Releases information
Release date:
January 30, 2026
Format:
Digital, CD
Label:
From:
Silent Pendulum Records & Moment Of Collapse Records
Espagne / Spain
Alain Massard - January 2026
8,4
Google translation options below french text
SYBERIA groupe instrumental de post-rock, post-métal, fusion de sonorités lourdes, envahissantes, explosives. Des atmosphères oppressantes, tribales, animales pour ce 5e opus envoûtant fait de murs sonores sombres dans lesquels les relents progressifs se font au travers des crescendo enivrés. Un album sur la fin du monde et le vide derrière, avec SYBERIA le nom reflétant cette musique intense, chaleureuse et invitant au rêve.
« En la foscor una llum que brilla » entame glauque, austère suivie du déferlement typé, intense, faisant cligner des yeux. La batterie claque, le riff égrène les ondes en prenant les tripes, le clavier au loin amenant fraîcheur et harmonie dantesque. Le break ambiant post-rock avant le final apoplectique, doom, explosif. « llampecs d’oblit d’uns records en vida » avec les pads agressifs, les guitares dressant des murs sonores à grand coups de réverbération. L’aura épileptique se dessine avec ce battement irrépressible amplifiant l’angoisse dominante dans laquelle languit le développement progressiste extrême. Un titre groovy, compulsif et explosif; la voix-off sur ‘j‘ai fait un rêve’ rejoint la batterie cyclothymique. « Naixença d’una mort tranquil·la » reprend en continuant à saturer l’air; il faut cette dérive pour entrapercevoir le rythme ambiant progressif avec ce synthé spatial. La reprise n’en est que plus forte permettant de sortir de la noirceur en visualisant une plaine grise, presque colorée, comme le phénix ayant compris son destin funèbre; outro synthé sombre à nouveau.

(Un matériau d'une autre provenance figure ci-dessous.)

// Generated by shader-layout. Do not edit.
//
// Type:     FixtureUniforms (free uniforms)
// Identity: 3ad5b9aff8484213
// Hash:     66d0f502a44218f537df94026a760970d6cff4ba
// Layout:   std140, 96 bytes, 16-byte aligned
//
//       0  float exposure
//       4  sampler2D shadow
//      16  Surface surface

#[repr(C)]
#[allow(non_camel_case_types)]
#[derive(Debug, Clone, Copy, PartialEq, bytemuck::Pod, bytemuck::Zeroable)]
pub struct FixtureUniformsData {
    pub exposure: f32,
    pub shadow: i32,
    pub __pad0: [u8; 8],
    pub surface: SurfaceData,
}

const _: () = assert!(core::mem::size_of::<FixtureUniformsData>() == 96);
const _: () = assert!(core::mem::offset_of!(FixtureUniformsData, exposure) == 0);
const _: () = assert!(core::mem::offset_of!(FixtureUniformsData, shadow) == 4);
const _: () = assert!(core::mem::offset_of!(FixtureUniformsData, surface) == 16);

#[allow(non_camel_case_types)]
#[derive(Debug, Clone, PartialEq)]
pub struct FixtureUniforms {
    __data: FixtureUniformsData,
    shadow: Option<shader_layout::TextureHandle>,
    surface: Surface,
    __locations: [Option<u32>; 3],
    __dirty: [bool; 2],
}

impl Default for FixtureUniforms {
    fn default() -> Self {
        Self::new()
    }
}

impl FixtureUniforms {
    pub const SIZE: usize = 96;
    pub const ALIGNMENT: usize = 16;
    pub const PERSISTENT_ID: &'static str = "3ad5b9aff8484213";

    pub fn new() -> Self {
        let mut data: FixtureUniformsData = bytemuck::Zeroable::zeroed();
        data.shadow = 0;
        let mut this = Self {
            __data: data,
            shadow: None,
            surface: Surface::new(),
            __locations: [Some(0), None, None],
            __dirty: [false; 2],
        };
        this.surface.bind_texture_units(1);
        this
    }

    /// `exposure` at offset 0.
    pub fn exposure(&self) -> f32 {
        self.__data.exposure
    }

    pub fn set_exposure(&mut self, value: f32) {
        if self.__locations[0].is_none() {
            return;
        }
        self.__data.exposure = value;
        self.__dirty[0] = true;
    }

    pub fn shadow(&self) -> Option<shader_layout::TextureHandle> {
        self.shadow
    }

    pub fn set_shadow(&mut self, handle: shader_layout::TextureHandle, registrar: &mut dyn shader_layout::HandleRegistrar) {
        if self.__locations[1].is_none() {
            return;
        }
        self.shadow = Some(handle);
        registrar.register_handle("shadow", Some(shader_layout::TextureTarget::Texture2D), 0, handle);
        self.__dirty[1] = true;
    }

    pub fn surface(&self) -> &Surface {
        &self.surface
    }

    pub fn surface_mut(&mut self) -> &mut Surface {
        &mut self.surface
    }

    /// Record the host location of a uniform. Returns `false` for unknown names.
    pub fn locate(&mut self, field: &str, location: u32) -> bool {
        let index = match field {
            "exposure" => 0,
            "shadow" => 1,
            "surface" => 2,
            _ => return false,
        };
        self.__locations[index] = Some(location);
        true
    }

    pub fn location(&self, field: &str) -> Option<u32> {
        match field {
            "exposure" => self.__locations[0],
            "shadow" => self.__locations[1],
            "surface" => self.__locations[2],
            _ => None,
        }
    }

    /// Plain-data image with every child's current values.
    pub fn data(&self) -> FixtureUniformsData {
        let mut data = self.__data;
        data.surface = self.surface.data();
        data
    }

    pub fn to_bytes(&self) -> Vec<u8> {
        bytemuck::bytes_of(&self.data()).to_vec()
    }

    /// Leaves modified since the last `set_clean`, with absolute offsets.
    pub fn dirty_fields(&self) -> shader_layout::DirtyFieldSet {
        let mut set = shader_layout::DirtyFieldSet::new();
        self.collect_dirty_fields("", 0, &mut set);
        set
    }

    #[doc(hidden)]
    pub fn collect_dirty_fields(&self, prefix: &str, base: u32, set: &mut shader_layout::DirtyFieldSet) {
        if self.__dirty[0] {
            set.push(shader_layout::DirtyField {
                path: format!("{}exposure", prefix),
                offset: base,
                size: 4,
                location: self.__locations[0],
            });
        }
        if self.__dirty[1] {
            set.push(shader_layout::DirtyField {
                path: format!("{}shadow", prefix),
                offset: base + 4,
                size: 4,
                location: self.__locations[1],
            });
        }
        self.surface.collect_dirty_fields(&format!("{}surface.", prefix), base + 16, set);
    }
}

impl shader_layout::DirtyState for FixtureUniforms {
    fn is_dirty(&self) -> bool {
        self.__dirty.iter().any(|dirty| *dirty) || shader_layout::DirtyState::is_dirty(&self.surface)
    }

    fn set_clean(&mut self) {
        self.__dirty = [false; 2];
        shader_layout::DirtyState::set_clean(&mut self.surface);
    }
}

« Dins la meva ànima la sang em bull… » littéralement ‘le sang bouillonne dans mon âme’ se décline en trompette martiale sur un lit de cadavres. Un mur de guitares olympiennes avec le crescendo désormais familier, un air solennel, majestueux, gonflant, doux et aiguisé, amène avec ce riff la délivrance post finale éblouissante. Une musique paradoxale avec la batterie survoltée telle une furie, enchaînant sur « Quan me’n vagi no em tanqueu els ulls » avec le ressac brumeux de bord de mer, l’acoustique guitare éclairant la côte. Le redémarrage frénétique, Manel abusant de ses fûts en amenant le son plus haut et évitant la noyade. Le riff en mode exutoire avant la tempête sonore puis l’outro ambiant au synthé solennel introduit en final la narration catalane méditative.
SYBERIA sort l’album post-métal, atmosphérique, immersif sur de longs morceaux enivrants favorisant la transe et les rêves éidoliques sans ayant à prononcer de mots. L’ambiance fin du monde s’en ressent sur les airs dépressifs, dynamiques, agressifs et cinématographiques. Des crescendos oniriques qui gardent les mesures en tête même lorsque tout est éteint, des sons forgés dans l’abîme où les réverbérations sont amplifiées. Un univers post black métal rempli de beauté, de noirceur, de bruit et de fureur amenant à la transe dévastatrice inévitable.
TRANSLATED REVIEW (GOOGLE TRANSLATE) BELOW FRENCH TEXT !
PISTES / TRACKS
- 1. En la foscor una llum que brilla (9:08)
2. llampecs d’oblit d’uns records en vida (7:15)
3. Naixença d’una mort tranquil·la (8:20)
4. Dins la meva ànima la sang em bull… (10:21)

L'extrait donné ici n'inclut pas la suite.